Friday, January 11, 2008

Gen. Charles Lee (1731–1782)

Charles Lee was born in Cheshire, England, the son of General John Lee and Isabella Bunbury (daughter of Sir Henry Bunbury, 3rd Baronet). He was sent to school in Switzerland and became proficient in several languages. He returned to England in 1746 at the age of fourteen to attend school at Bury St Edmunds. That same year his father, then colonel of the 55th Foot (later renumbered the 44th), purchased a commission for Charles as an ensign in the same regiment.

Lee purchased a lieutenant's commission in 1751. He was first sent to America in 1754 for service in the French and Indian War under Major General Edward Braddock, but was apparently not with the regiment when it suffered disastrous defeat at the Battle of the Monongahela. He purchased a captain's commission in the 44th Foot in 1756. The following year Lee took part in an expedition against the French fortress of Louisbourg, and in 1758 he was wounded in a failed assault on Fort Ticonderoga. After recovering, he took part in the capture of Fort Niagara in 1759 and Montreal in 1760. Lee went back to Europe, transferred to the 103rd Foot as a major, and served as a lieutenant colonel in the Portuguese army, fighting against the Spanish in Portugal. He returned to England in 1763 at the end of the Seven Years' War. His regiment was disbanded and he was retired as a major.

In 1765 Lee fought in Poland, serving as aide-de-camp under King Stanislaus II. After many adventures he returned to England. Unable to secure promotion in the British Army, in 1769 he returned to Poland, saw more action, and lost two fingers in a duel in which he killed his opponent. Returning to England again, he found sympathy for the American colonists in their quarrel with Britain. Lee moved to the colonies in 1773 and purchased an estate in western Virginia.

At the start of the Revolutionary War, Lee's military experience won him a commission as major general in the Continental Army. After directing the fortification of New York City early in 1776, he was sent to Charleston, South Carolina, and received credit for the successful defense of that city, despite having advised William Moultrie to abandon the fort that saved the city. Lee was afterwards recalled to New York.

Toward the end of 1776, Lee's animosity for Washington began to show. He dawdled with his troops in New York, disregarding General Washington's numerous pleas to cross the Hudson River and join the retreat following the battle of White Plains. In the meanwhile, Lee intensified a letter campaign to various Congress members in Philadelphia, trying to convince them that he should replace Washington as overall commander. During this time, Washington accidentally opened a letter from Lee to Colonel Joseph Reed, in which Lee condemned Washington's leadership abilities and blamed Washington entirely for the dire straits of the army. Although his army was supposed to join Washington's in Pennsylvania, Lee set a very slow pace. On the night of December 12, 1776, Lee and a dozen of his guard inexplicably stopped for the night at White's Tavern in Basking Ridge, New Jersey, some three miles from his main army. The next morning, a British patrol of two dozen mounted soldiers (including Banastre Tarleton) found Lee writing letters in his dressing gown, and captured him. Lee was eventually freed in a prisoner exchange, after which he rejoined Washington at Valley Forge.

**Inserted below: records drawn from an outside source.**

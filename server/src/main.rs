//! Volunteer Hub Server
//!
//! # Usage
//!
//! ```bash
//! # In-memory store with sample data
//! SEED_SAMPLE_EVENTS=true cargo run --bin volunteer-hub
//!
//! # PostgreSQL
//! STORE_BACKEND=postgres DATABASE_URL=postgres://localhost/volunteer_hub cargo run --bin volunteer-hub
//! ```

use std::time::Duration;
use tracing::{info, warn};
use tracing_subscriber::{layer::SubscriberExt, util::SubscriberInitExt};
use volunteer_hub_server::{Config, bootstrap, build_state};
use volunteer_hub_web::build_router;

#[tokio::main]
async fn main() -> anyhow::Result<()> {
    // Load .env file
    let _ = dotenvy::dotenv();

    let config = Config::from_env()?;

    tracing_subscriber::registry()
        .with(
            tracing_subscriber::EnvFilter::try_from_default_env().unwrap_or_else(|_| {
                format!("{},volunteer_hub=debug,sqlx=warn", config.server.log_level).into()
            }),
        )
        .with(tracing_subscriber::fmt::layer())
        .init();

    info!("🤝 Starting Volunteer Hub...");
    info!(
        backend = ?config.store.backend,
        port = config.server.port,
        "Configuration loaded"
    );

    if config.uses_default_admin_token() {
        warn!(
            "ADMIN_TOKEN is not set; using the default admin token. Set ADMIN_TOKEN in production"
        );
    }

    bootstrap::install_metrics_exporter(&config)?;

    let state = build_state(&config).await?;
    let app = build_router(state);

    let addr = config.bind_addr()?;
    let listener = tokio::net::TcpListener::bind(addr).await?;
    info!(%addr, "🤝 Volunteer Hub listening");

    let (signal_tx, mut signal_rx) = tokio::sync::watch::channel(false);
    let mut server = tokio::spawn(async move {
        axum::serve(listener, app)
            .with_graceful_shutdown(async move {
                bootstrap::shutdown_signal().await;
                let _ = signal_tx.send(true);
            })
            .await
    });

    tokio::select! {
        result = &mut server => {
            result??;
            return Ok(());
        }
        _ = signal_rx.changed() => {}
    }

    // Give in-flight requests a bounded time to finish.
    let drain = Duration::from_secs(config.server.shutdown_timeout);
    match tokio::time::timeout(drain, server).await {
        Ok(result) => result??,
        Err(_) => warn!(seconds = drain.as_secs(), "Graceful shutdown timed out"),
    }

    info!("Shutdown complete");
    Ok(())
}
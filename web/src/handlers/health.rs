//! Health check endpoints.
//!
//! These endpoints are used by load balancers and monitoring systems
//! to verify service health.

use crate::state::AppState;
use axum::{Json, extract::State, http::StatusCode};
use serde::Serialize;

/// Liveness response.
#[derive(Debug, Serialize)]
pub struct HealthResponse {
    /// Service status
    pub status: String,
    /// Service version
    pub version: String,
}

/// Liveness check.
///
/// Returns 200 OK while the process is running. Does not touch the store.
///
/// # Example
///
/// ```bash
/// curl http://localhost:3000/health
/// # {"status":"ok","version":"0.1.0"}
/// ```
#[allow(clippy::unused_async)]
pub async fn health_check() -> (StatusCode, Json<HealthResponse>) {
    (
        StatusCode::OK,
        Json(HealthResponse {
            status: "ok".to_string(),
            version: env!("CARGO_PKG_VERSION").to_string(),
        }),
    )
}

/// Readiness response.
#[derive(Debug, Serialize)]
pub struct ReadinessResponse {
    /// Overall readiness
    pub ready: bool,
    /// Store answered a ping within the store timeout
    pub store: bool,
}

/// Readiness check.
///
/// # Status Codes
///
/// - 200 OK: the store answered
/// - 503 Service Unavailable: it did not
pub async fn readiness_check(
    State(state): State<AppState>,
) -> (StatusCode, Json<ReadinessResponse>) {
    match state.hub.ping().await {
        Ok(()) => (
            StatusCode::OK,
            Json(ReadinessResponse {
                ready: true,
                store: true,
            }),
        ),
        Err(error) => {
            tracing::warn!(error = %error, "Readiness check failed");
            (
                StatusCode::SERVICE_UNAVAILABLE,
                Json(ReadinessResponse {
                    ready: false,
                    store: false,
                }),
            )
        }
    }
}

#[cfg(test)]
mod tests {
    use super::*;

    #[tokio::test]
    async fn test_simple_health_check() {
        let (status, Json(body)) = health_check().await;
        assert_eq!(status, StatusCode::OK);
        assert_eq!(body.status, "ok");
        assert_eq!(body.version, env!("CARGO_PKG_VERSION"));
    }
}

Lee is most infamous for his actions during the 1778 Battle of Monmouth. Washington ordered him to attack the retreating enemy. Instead, Lee ordered a retreat. He retreated directly into Washington and his troops, who were advancing. Washington dressed him down publicly. Lee responded with "inappropriate language," was arrested, and shortly thereafter court-martialed. Lee was found guilty and relieved of command for a period of one year. He continued to criticize Washington abusively, and in 1780, Lee was finally dismissed from service.